> _Data for this task_

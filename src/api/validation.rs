use super::{ApiError, SearchUsernameRequest};
use crate::models::{NewUser, UserPatch};

pub fn parse_user_id(raw: &str) -> Result<i64, ApiError> {
    raw.trim()
        .parse::<i64>()
        .map_err(|_| ApiError::bad_request("Invalid ID"))
}

fn require(field: &str, value: &str) -> Result<(), ApiError> {
    if value.trim().is_empty() {
        return Err(ApiError::bad_request(format!("{} is required", field)));
    }
    Ok(())
}

pub fn validate_new_user(user: &NewUser) -> Result<(), ApiError> {
    require("user_name", &user.username)?;
    require("first_name", &user.first_name)?;
    require("last_name", &user.last_name)?;
    require("email", &user.email)?;

    if !user.email.contains('@') {
        return Err(ApiError::bad_request(format!(
            "Invalid email address: {}",
            user.email
        )));
    }

    Ok(())
}

pub fn validate_patch(patch: &UserPatch) -> Result<(), ApiError> {
    require("user_name", &patch.username)?;
    require("first_name", &patch.first_name)?;
    require("last_name", &patch.last_name)
}

pub fn validate_search(request: &SearchUsernameRequest) -> Result<(), ApiError> {
    require("username", &request.username)?;
    require("first_name", &request.first_name)?;
    require("last_name", &request.last_name)
}

#[cfg(test)]
mod tests {
    use super::*;
    use crate::models::UserStatus;

    fn new_user(email: &str) -> NewUser {
        NewUser {
            username: "jdoe".to_string(),
            first_name: "John".to_string(),
            last_name: "Doe".to_string(),
            email: email.to_string(),
            status: UserStatus::Active,
            department: None,
        }
    }

    #[test]
    fn test_parse_user_id() {
        assert_eq!(parse_user_id("12").unwrap(), 12);
        assert!(parse_user_id("abc").is_err());
        assert!(parse_user_id("").is_err());
        assert!(parse_user_id("1.5").is_err());
    }

    #[test]
    fn test_validate_new_user() {
        assert!(validate_new_user(&new_user("john@example.com")).is_ok());
        assert!(validate_new_user(&new_user("not-an-email")).is_err());
        assert!(validate_new_user(&new_user("  ")).is_err());

        let mut blank_name = new_user("john@example.com");
        blank_name.username = " ".to_string();
        assert!(validate_new_user(&blank_name).is_err());
    }

    #[test]
    fn test_validate_search() {
        let request = SearchUsernameRequest {
            username: "jdoe".to_string(),
            first_name: "John".to_string(),
            last_name: String::new(),
        };
        assert!(validate_search(&request).is_err());
    }
}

> _About this exercise_
What is wanted is the full set of entries above, reproduced exactly.

> _Answer space_
filename src/api/validation.rs
use super::{ApiError, SearchUsernameRequest};
use crate::models::{NewUser, UserPatch};

pub fn parse_user_id(raw: &str) -> Result<i64, ApiError> {
    raw.trim()
        .parse::<i64>()
        .map_err(|_| ApiError::bad_request("Invalid ID"))
}

fn require(field: &str, value: &str) -> Result<(), ApiError> {
    if value.trim().is_empty() {
        return Err(ApiError::bad_request(format!("{} is required", field)));
    }
    Ok(())
}

pub fn validate_new_user(user: &NewUser) -> Result<(), ApiError> {
    require("user_name", &user.username)?;
    require("first_name", &user.first_name)?;
    require("last_name", &user.last_name)?;
    require("email", &user.email)?;

    if !user.email.contains('@') {
        return Err(ApiError::bad_request(format!(
            "Invalid email address: {}",
            user.email
        )));
    }

    Ok(())
}

pub fn validate_patch(patch: &UserPatch) -> Result<(), ApiError> {
    require("user_name", &patch.username)?;
    require("first_name", &patch.first_name)?;
    require("last_name", &patch.last_name)
}

pub fn validate_search(request: &SearchUsernameRequest) -> Result<(), ApiError> {
    require("username", &request.username)?;
    require("first_name", &request.first_name)?;
    require("last_name", &request.last_name)
}

#[cfg(test)]
mod tests {
    use super::*;
    use crate::models::UserStatus;

    fn new_user(email: &str) -> NewUser {
        NewUser {
            username: "jdoe".to_string(),
            first_name: "John".to_string(),
            last_name: "Doe".to_string(),
            email: email.to_string(),
            status: UserStatus::Active,
            department: None,
        }
    }

    #[test]
    fn test_parse_user_id() {
        assert_eq!(parse_user_id("12").unwrap(), 12);
        assert!(parse_user_id("abc").is_err());
        assert!(parse_user_id("").is_err());
        assert!(parse_user_id("1.5").is_err());
    }

    #[test]
    fn test_validate_new_user() {
        assert!(validate_new_user(&new_user("john@example.com")).is_ok());
        assert!(validate_new_user(&new_user("not-an-email")).is_err());
        assert!(validate_new_user(&new_user("  ")).is_err());

        let mut blank_name = new_user("john@example.com");
        blank_name.username = " ".to_string();
        assert!(validate_new_user(&blank_name).is_err());
    }

    #[test]
    fn test_validate_search() {
        let request = SearchUsernameRequest {
            username: "jdoe".to_string(),
            first_name: "John".to_string(),
            last_name: String::new(),
        };
        assert!(validate_search(&request).is_err());
    }
}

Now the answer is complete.